Several instruments have been used to write in outer space, including different types of pencils and pens. Some of them have been unmodified versions of conventional writing instruments; others have been invented specifically to counter the problems with writing in space conditions.
A common urban legend states that, faced with the fact that ball-point pens would not write in zero-gravity, NASA spent a large amount of money to develop a pen that would write in the conditions experienced during spaceflight (the result purportedly being the Fisher Space Pen), while the Soviet Union took the simpler and cheaper route of just using pencils. The Fisher Space Pen was actually developed independently and privately in the 1960s, NASA later purchasing 400 of the pens at $6 each. The Soviets followed as well.
Space versus ground recordkeeping presents several serious issues:
As with submarines before them, space capsules are closed environments, subject to strict contamination requirements. Incoming material is screened for mission threats. Any shedding, including wood, graphite, and ink vapors and droplets, may become a risk. In the case of a manned capsule, the much smaller recirculating volume, combined with microgravity and an even greater difficulty of resupply, make these requirements even more critical.

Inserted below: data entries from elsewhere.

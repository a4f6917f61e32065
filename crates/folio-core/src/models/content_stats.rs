use serde::{Deserialize, Serialize};

/// Aggregate statistics over everything the store retains.
#[derive(Debug, Clone, Default, PartialEq, Serialize, Deserialize)]
pub struct ContentStats {
    pub total_items: usize,
    pub total_versions: usize,
    pub total_words: u64,
    pub average_words_per_version: f64,
    pub compressed_versions: usize,
}
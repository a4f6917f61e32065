use std::fmt;

use serde::{Deserialize, Serialize};

use crate::constants::NEUTRAL_QUALITY;
use crate::errors::{FolioError, FolioResult};

/// Review quality score clamped to [0.0, 1.0].
#[derive(Debug, Clone, Copy, PartialEq, PartialOrd, Serialize, Deserialize)]
pub struct QualityScore(f64);

impl QualityScore {
    /// Lowest and highest human rating on the review form.
    pub const MIN_RATING: u8 = 1;
    pub const MAX_RATING: u8 = 10;

    /// Create a new score, clamping to [0.0, 1.0]. NaN becomes neutral.
    pub fn new(value: f64) -> Self {
        if value.is_nan() {
            return Self::neutral();
        }
        Self(value.clamp(0.0, 1.0))
    }

    /// Score used when a version was never reviewed.
    pub fn neutral() -> Self {
        Self(NEUTRAL_QUALITY)
    }

    /// Map a 1–10 human rating onto [0.0, 1.0].
    pub fn from_rating(rating: u8) -> FolioResult<Self> {
        if !(Self::MIN_RATING..=Self::MAX_RATING).contains(&rating) {
            return Err(FolioError::ValidationError(format!(
                "rating must be between {} and {}, got {rating}",
                Self::MIN_RATING,
                Self::MAX_RATING
            )));
        }
        let span = f64::from(Self::MAX_RATING - Self::MIN_RATING);
        Ok(Self(f64::from(rating - Self::MIN_RATING) / span))
    }

    pub fn value(self) -> f64 {
        self.0
    }
}

impl fmt::Display for QualityScore {
    fn fmt(&self, f: &mut fmt::Formatter<'_>) -> fmt::Result {
        write!(f, "{:.3}", self.0)
    }
}

impl From<f64> for QualityScore {
    fn from(value: f64) -> Self {
        Self::new(value)
    }
}

impl From<QualityScore> for f64 {
    fn from(q: QualityScore) -> Self {
        q.0
    }
}
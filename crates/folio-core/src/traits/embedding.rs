use crate::errors::FolioResult;

/// Embedding generation provider.
pub trait IEmbeddingProvider: Send + Sync {
    /// Embed a single text, returning a vector of floats.
    fn embed(&self, text: &str) -> FolioResult<Vec<f32>>;

    /// Embed a batch of texts.
    fn embed_batch(&self, texts: &[String]) -> FolioResult<Vec<Vec<f32>>> {
        texts.iter().map(|t| self.embed(t)).collect()
    }

    /// The dimensionality of embeddings produced by this provider.
    fn dimensions(&self) -> usize;

    /// Human-readable provider name.
    fn name(&self) -> &str;

    /// Whether this provider is currently available.
    fn is_available(&self) -> bool;
}
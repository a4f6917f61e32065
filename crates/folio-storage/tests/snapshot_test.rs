//! Integration test: online snapshot export and WAL maintenance.

use folio_core::config::StorageConfig;
use folio_core::models::StageTag;
use folio_core::traits::IVersionStore;
use folio_storage::StorageEngine;

#[test]
fn snapshot_is_an_openable_copy() {
    let dir = tempfile::tempdir().unwrap();
    let config = StorageConfig {
        db_path: dir.path().join("live.db").display().to_string(),
        ..Default::default()
    };
    let engine = StorageEngine::from_config(&config).unwrap();
    engine.add_version("c1", "one", StageTag::Scraped, None).unwrap();
    engine.add_version("c1", "two", StageTag::Final, None).unwrap();

    let snapshot_path = dir.path().join("snapshot.db");
    engine.export_snapshot(&snapshot_path).unwrap();

    let snapshot_config = StorageConfig {
        backup_enabled: false,
        ..Default::default()
    };
    let copy = StorageEngine::open(&snapshot_path, &snapshot_config).unwrap();
    assert!(copy.integrity_check().unwrap());
    let payloads: Vec<String> = copy
        .list_versions("c1")
        .unwrap()
        .into_iter()
        .map(|v| v.payload)
        .collect();
    assert_eq!(payloads, vec!["one", "two"]);
}

#[test]
fn wal_checkpoint_truncates_the_log_file() {
    let dir = tempfile::tempdir().unwrap();
    let db_path = dir.path().join("live.db");
    let config = StorageConfig {
        db_path: db_path.display().to_string(),
        backup_enabled: false,
        ..Default::default()
    };
    let engine = StorageEngine::from_config(&config).unwrap();
    for i in 0..5 {
        engine
            .add_version("c1", &format!("rev {i}"), StageTag::Written, None)
            .unwrap();
    }

    let wal = dir.path().join("live.db-wal");
    assert!(std::fs::metadata(&wal).unwrap().len() > 0);
    assert!(engine.checkpoint_wal().unwrap());
    assert_eq!(std::fs::metadata(&wal).unwrap().len(), 0);
    assert_eq!(engine.list_versions("c1").unwrap().len(), 5);
}
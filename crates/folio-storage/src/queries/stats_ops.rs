//! Aggregate content statistics.

use rusqlite::Connection;

use folio_core::errors::FolioResult;
use folio_core::models::ContentStats;

use crate::to_storage_err;

pub fn content_stats(conn: &Connection) -> FolioResult<ContentStats> {
    let (items, versions, words, compressed): (i64, i64, i64, i64) = conn
        .query_row(
            "SELECT COUNT(DISTINCT content_id),
                    COUNT(*),
                    COALESCE(SUM(word_count), 0),
                    COALESCE(SUM(compressed), 0)
             FROM content_versions",
            [],
            |row| Ok((row.get(0)?, row.get(1)?, row.get(2)?, row.get(3)?)),
        )
        .map_err(|e| to_storage_err(e.to_string()))?;

    let average = if versions > 0 {
        words as f64 / versions as f64
    } else {
        0.0
    };
    Ok(ContentStats {
        total_items: items as usize,
        total_versions: versions as usize,
        total_words: words as u64,
        average_words_per_version: average,
        compressed_versions: compressed as usize,
    })
}
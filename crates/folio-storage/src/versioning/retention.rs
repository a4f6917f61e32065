//! Retention policy: keep the newest `max_versions` versions per content item.

use folio_core::constants::MIN_RETAINED_VERSIONS;
use folio_core::models::VersionId;

/// Versions to evict, oldest first, given the retained ids in ascending order.
///
/// The cap is floored at `MIN_RETAINED_VERSIONS`, so the newest version is
/// never part of the plan.
pub fn eviction_plan(retained: &[VersionId], max_versions: usize) -> Vec<VersionId> {
    let cap = max_versions.max(MIN_RETAINED_VERSIONS);
    if retained.len() <= cap {
        return Vec::new();
    }
    retained[..retained.len() - cap].to_vec()
}
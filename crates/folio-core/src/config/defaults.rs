// Single source of truth for all default values.

// --- Storage ---
pub const DEFAULT_DB_FILENAME: &str = "folio.db";
pub const DEFAULT_READ_POOL_SIZE: usize = 4;
pub const DEFAULT_BUSY_TIMEOUT_MS: u32 = 5_000;
pub const DEFAULT_MAX_VERSIONS_PER_CONTENT: usize = 10;
pub const DEFAULT_ENABLE_COMPRESSION: bool = true;
pub const DEFAULT_COMPRESSION_THRESHOLD_BYTES: usize = 1_024;
pub const DEFAULT_COMPRESSION_LEVEL: i32 = 3;
pub const DEFAULT_BACKUP_ENABLED: bool = true;

// --- Embeddings ---
pub const DEFAULT_EMBEDDING_PROVIDER: &str = "hashing";
pub const DEFAULT_EMBEDDING_DIMENSIONS: usize = 384;
pub const DEFAULT_L1_CACHE_SIZE: u64 = 10_000;

// --- Retrieval ---
pub const DEFAULT_SIMILARITY_THRESHOLD: f64 = 0.7;
pub const DEFAULT_MAX_RESULTS: usize = 5;
pub const DEFAULT_CANDIDATE_POOL_FACTOR: usize = 2;
pub const DEFAULT_FEEDBACK_TTL_SECS: u64 = 3_600; // 1 hour
pub const DEFAULT_MAX_TRACKED_QUERIES: u64 = 10_000;

// --- Learning ---
pub const DEFAULT_LEARNING_RATE: f64 = 0.1;
pub const DEFAULT_EXPLORATION_RATE: f64 = 0.2;
pub const DEFAULT_EXPLORATION_FLOOR: f64 = 0.01;
pub const DEFAULT_EXPLORATION_DECAY: f64 = 0.995;
pub const DEFAULT_EXPLORATION_NOISE: f64 = 0.1;
pub const DEFAULT_REWARD_DECAY: f64 = 0.9;
pub const DEFAULT_WEIGHT_SIMILARITY: f64 = 0.6;
pub const DEFAULT_WEIGHT_RECENCY: f64 = 0.2;
pub const DEFAULT_WEIGHT_QUALITY: f64 = 0.2;
pub const DEFAULT_MAX_WEIGHT: f64 = 2.0;
pub const DEFAULT_RECENCY_HALF_LIFE_HOURS: f64 = 168.0; // 1 week
pub const DEFAULT_CHECKPOINT_INTERVAL: u64 = 25;

// --- Runtime ---
pub const DEFAULT_MAX_CONCURRENT_TASKS: usize = 4;
pub const DEFAULT_MAX_QUEUED_TASKS: usize = 64;
pub const DEFAULT_OPERATION_TIMEOUT_MS: u64 = 30_000;
pub const DEFAULT_MAX_RETRIES: u32 = 3;
pub const DEFAULT_RETRY_BACKOFF_MS: u64 = 100;

// --- Observability ---
pub const DEFAULT_LOG_LEVEL: &str = "info";
pub const DEFAULT_JSON_LOGS: bool = true;
use chrono::{DateTime, Utc};
use serde::{Deserialize, Serialize};

use crate::config::defaults;

/// The auxiliary signals combined by the ranking policy.
#[derive(Debug, Clone, Copy, PartialEq, Eq, Hash, Serialize, Deserialize)]
#[serde(rename_all = "lowercase")]
pub enum Signal {
    Similarity,
    Recency,
    Quality,
}

impl Signal {
    pub const ALL: [Signal; 3] = [Signal::Similarity, Signal::Recency, Signal::Quality];

    /// Position of this signal in weight and feature arrays.
    pub fn index(self) -> usize {
        match self {
            Signal::Similarity => 0,
            Signal::Recency => 1,
            Signal::Quality => 2,
        }
    }
}

/// Linear ranking weights.
#[derive(Debug, Clone, Copy, PartialEq, Serialize, Deserialize)]
#[serde(default)]
pub struct PolicyWeights {
    pub similarity: f64,
    pub recency: f64,
    pub quality: f64,
}

impl PolicyWeights {
    pub fn new(similarity: f64, recency: f64, quality: f64) -> Self {
        Self {
            similarity,
            recency,
            quality,
        }
    }

    pub fn as_array(&self) -> [f64; 3] {
        [self.similarity, self.recency, self.quality]
    }

    pub fn from_array(values: [f64; 3]) -> Self {
        Self::new(values[0], values[1], values[2])
    }

    pub fn get(&self, signal: Signal) -> f64 {
        self.as_array()[signal.index()]
    }

    /// Weighted sum of a signal vector.
    pub fn dot(&self, signals: &[f64; 3]) -> f64 {
        self.as_array()
            .iter()
            .zip(signals.iter())
            .map(|(w, s)| w * s)
            .sum()
    }
}

impl Default for PolicyWeights {
    fn default() -> Self {
        Self {
            similarity: defaults::DEFAULT_WEIGHT_SIMILARITY,
            recency: defaults::DEFAULT_WEIGHT_RECENCY,
            quality: defaults::DEFAULT_WEIGHT_QUALITY,
        }
    }
}

/// Immutable snapshot of the learned ranking policy.
///
/// A new snapshot with `generation + 1` replaces the old one on every update;
/// readers hold whichever snapshot they loaded.
#[derive(Debug, Clone, PartialEq, Serialize, Deserialize)]
pub struct PolicyState {
    pub generation: u64,
    pub weights: PolicyWeights,
    pub exploration_rate: f64,
    /// Exponentially decayed mean of observed rewards.
    pub running_reward: f64,
    pub cumulative_reward: f64,
    pub update_count: u64,
    pub updated_at: DateTime<Utc>,
}

impl PolicyState {
    /// Fresh state before any feedback.
    pub fn initial(weights: PolicyWeights, exploration_rate: f64) -> Self {
        Self {
            generation: 0,
            weights,
            exploration_rate,
            running_reward: 0.0,
            cumulative_reward: 0.0,
            update_count: 0,
            updated_at: Utc::now(),
        }
    }
}
//! SQL for each table family. Every function takes a borrowed connection so
//! callers decide the transaction boundary.

pub mod embedding_ops;
pub mod maintenance;
pub mod policy_ops;
pub mod stats_ops;
pub mod version_ops;

use chrono::{DateTime, Utc};

use folio_core::errors::FolioResult;

use crate::to_storage_err;

pub(crate) fn parse_timestamp(s: &str) -> FolioResult<DateTime<Utc>> {
    DateTime::parse_from_rfc3339(s)
        .map(|dt| dt.with_timezone(&Utc))
        .map_err(|e| to_storage_err(format!("parse datetime '{s}': {e}")))
}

Release of wood shavings, graphite dust, broken graphite tips, and ink compounds are a dangerous flight hazard. Lack of gravity makes objects drift, even with air filtration. Any conductive material is a threat to electronics, including the electromechanical switches in use during early manned space programs. Nonconductive particles may also hamper switch contacts, such as normally-open and rotary mechanisms. Drifting particles are a threat to the eyes (and to a lesser extent an inhalation threat), which may risk execution of a critical procedure. Personnel may don protective gear, but both ground and flight crews are more comfortable and more productive "in shirtsleeves". Paul C. Fisher of Fisher Pen Company recounts that pencils were 'too dangerous to use in space.'
Even before the Apollo 1 fire, the CM crew cabin was reviewed for hazardous materials such as paper, velcro, and even low-temperature plastics. A directive was issued but poorly enforced. When combined with high oxygen content, the Apollo 1 cabin burned within seconds, killing all three crew.